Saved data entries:
------------------------------------
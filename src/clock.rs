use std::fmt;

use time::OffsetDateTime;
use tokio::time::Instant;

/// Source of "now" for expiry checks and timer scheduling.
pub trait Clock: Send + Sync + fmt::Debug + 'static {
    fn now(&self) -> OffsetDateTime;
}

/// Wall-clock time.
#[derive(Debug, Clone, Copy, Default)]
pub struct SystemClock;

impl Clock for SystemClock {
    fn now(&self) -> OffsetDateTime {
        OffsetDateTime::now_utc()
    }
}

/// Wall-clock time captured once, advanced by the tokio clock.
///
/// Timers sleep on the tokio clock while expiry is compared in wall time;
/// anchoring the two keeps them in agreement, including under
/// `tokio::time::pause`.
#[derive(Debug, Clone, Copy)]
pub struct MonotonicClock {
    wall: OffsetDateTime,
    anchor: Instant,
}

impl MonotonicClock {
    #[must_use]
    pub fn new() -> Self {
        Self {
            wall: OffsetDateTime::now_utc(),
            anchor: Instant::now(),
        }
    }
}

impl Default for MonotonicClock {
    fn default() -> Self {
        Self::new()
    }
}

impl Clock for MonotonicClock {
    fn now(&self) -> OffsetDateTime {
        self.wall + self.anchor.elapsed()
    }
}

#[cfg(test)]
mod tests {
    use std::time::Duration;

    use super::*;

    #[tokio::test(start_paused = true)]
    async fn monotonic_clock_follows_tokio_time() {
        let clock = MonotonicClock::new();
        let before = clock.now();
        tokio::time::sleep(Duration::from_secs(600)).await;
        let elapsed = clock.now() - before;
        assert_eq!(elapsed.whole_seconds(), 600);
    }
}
------------------------------------
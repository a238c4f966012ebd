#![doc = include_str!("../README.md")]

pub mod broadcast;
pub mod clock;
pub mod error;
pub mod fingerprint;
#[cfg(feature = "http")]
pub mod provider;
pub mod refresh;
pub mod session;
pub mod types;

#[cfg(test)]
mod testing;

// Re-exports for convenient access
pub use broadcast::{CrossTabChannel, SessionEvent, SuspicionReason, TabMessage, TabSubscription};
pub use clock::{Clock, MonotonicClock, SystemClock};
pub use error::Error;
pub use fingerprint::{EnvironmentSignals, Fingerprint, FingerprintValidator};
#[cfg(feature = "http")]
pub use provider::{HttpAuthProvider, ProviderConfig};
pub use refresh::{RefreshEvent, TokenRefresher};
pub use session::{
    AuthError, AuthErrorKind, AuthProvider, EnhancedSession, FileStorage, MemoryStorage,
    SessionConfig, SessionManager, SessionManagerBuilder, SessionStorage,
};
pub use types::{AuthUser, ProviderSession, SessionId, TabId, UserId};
------------------------------------
Exercise instructions:
Search the entries for the word "sleep", then list each line that holds it.

Solution for this exercise:
/// Timers sleep on the tokio clock while expiry is compared in wall time;
        tokio::time::sleep(Duration::from_secs(600)).await;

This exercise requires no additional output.